PROVIDED MATERIAL:
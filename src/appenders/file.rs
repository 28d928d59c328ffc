//! Day-stamped file appender

use crate::core::timestamp::day_stamp;
use crate::core::{Appender, LogEntry, LoggerError, Result};
use chrono::NaiveDate;
use std::fs::{File, OpenOptions};
use std::io::{BufWriter, Write};
use std::path::{Path, PathBuf};

/// Mode requested for newly created log and dump files (subject to umask)
#[cfg(unix)]
pub(crate) const FILE_MODE: u32 = 0o666;

/// `{directory}/{base_name}{YYYYMMDD}.log`
///
/// # Examples
///
/// ```
/// use rust_daily_logger::appenders::daily_log_path;
/// use chrono::NaiveDate;
/// use std::path::Path;
///
/// let date = NaiveDate::from_ymd_opt(2024, 3, 5).unwrap();
/// let path = daily_log_path(Path::new("/var/log/svc"), "foo", date);
/// assert_eq!(path, Path::new("/var/log/svc/foo20240305.log"));
/// ```
#[must_use]
pub fn daily_log_path(directory: &Path, base_name: &str, date: NaiveDate) -> PathBuf {
    directory.join(format!("{}{}.log", base_name, day_stamp(date)))
}

/// Open `path` for appending, creating it if absent
pub(crate) fn open_append(path: &Path) -> std::io::Result<File> {
    let mut options = OpenOptions::new();
    options.create(true).append(true);
    #[cfg(unix)]
    {
        use std::os::unix::fs::OpenOptionsExt;
        options.mode(FILE_MODE);
    }
    options.open(path)
}

pub struct DailyFileAppender {
    path: PathBuf,
    date: NaiveDate,
    writer: BufWriter<File>,
}

impl DailyFileAppender {
    /// Open (or create) the log file for `date`. Existing content is kept.
    pub fn open(directory: &Path, base_name: &str, date: NaiveDate) -> Result<Self> {
        let path = daily_log_path(directory, base_name, date);
        let file = open_append(&path).map_err(|e| LoggerError::output_unavailable(&path, e))?;

        Ok(Self {
            path,
            date,
            writer: BufWriter::new(file),
        })
    }

    pub fn path(&self) -> &Path {
        &self.path
    }

    pub fn date(&self) -> NaiveDate {
        self.date
    }
}

impl Appender for DailyFileAppender {
    fn append(&mut self, entry: &LogEntry) -> Result<()> {
        let mut output = entry.render();
        output.push('\n');
        self.writer.write_all(output.as_bytes())?;
        Ok(())
    }

    fn append_raw(&mut self, text: &str) -> Result<()> {
        self.writer.write_all(text.as_bytes())?;
        Ok(())
    }

    fn flush(&mut self) -> Result<()> {
        self.writer.flush()?;
        Ok(())
    }

    fn name(&self) -> &str {
        "file"
    }
}

impl Drop for DailyFileAppender {
    fn drop(&mut self) {
        let _ = self.flush();
    }
}
//! Appender trait and the logger's active output target

use super::{error::Result, log_entry::LogEntry};
use crate::appenders::{ConsoleAppender, DailyFileAppender};
use chrono::NaiveDate;
use std::path::Path;

pub trait Appender: Send + Sync {
    fn append(&mut self, entry: &LogEntry) -> Result<()>;

    /// Write raw text (already newline-terminated) to the destination
    fn append_raw(&mut self, text: &str) -> Result<()>;

    fn flush(&mut self) -> Result<()>;
    fn name(&self) -> &str;
}

/// Where output currently goes; a file and stdout are never active together.
pub enum OutputTarget {
    Stdout(ConsoleAppender),
    File(DailyFileAppender),
}

impl OutputTarget {
    pub fn is_stdout(&self) -> bool {
        matches!(self, OutputTarget::Stdout(_))
    }

    pub fn file_path(&self) -> Option<&Path> {
        match self {
            OutputTarget::File(file) => Some(file.path()),
            OutputTarget::Stdout(_) => None,
        }
    }

    /// Date the open file was named for, if any
    pub fn file_date(&self) -> Option<NaiveDate> {
        match self {
            OutputTarget::File(file) => Some(file.date()),
            OutputTarget::Stdout(_) => None,
        }
    }

    pub fn appender_mut(&mut self) -> &mut dyn Appender {
        match self {
            OutputTarget::Stdout(console) => console,
            OutputTarget::File(file) => file,
        }
    }
}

EXERCISE INSTRUCTIONS: Among the lines above, which contain the word "directory"? Copy every one.

ANSWER FOR THIS EXERCISE:
/// `{directory}/{base_name}{YYYYMMDD}.log`
pub fn daily_log_path(directory: &Path, base_name: &str, date: NaiveDate) -> PathBuf {
    directory.join(format!("{}{}.log", base_name, day_stamp(date)))
    pub fn open(directory: &Path, base_name: &str, date: NaiveDate) -> Result<Self> {
        let path = daily_log_path(directory, base_name, date);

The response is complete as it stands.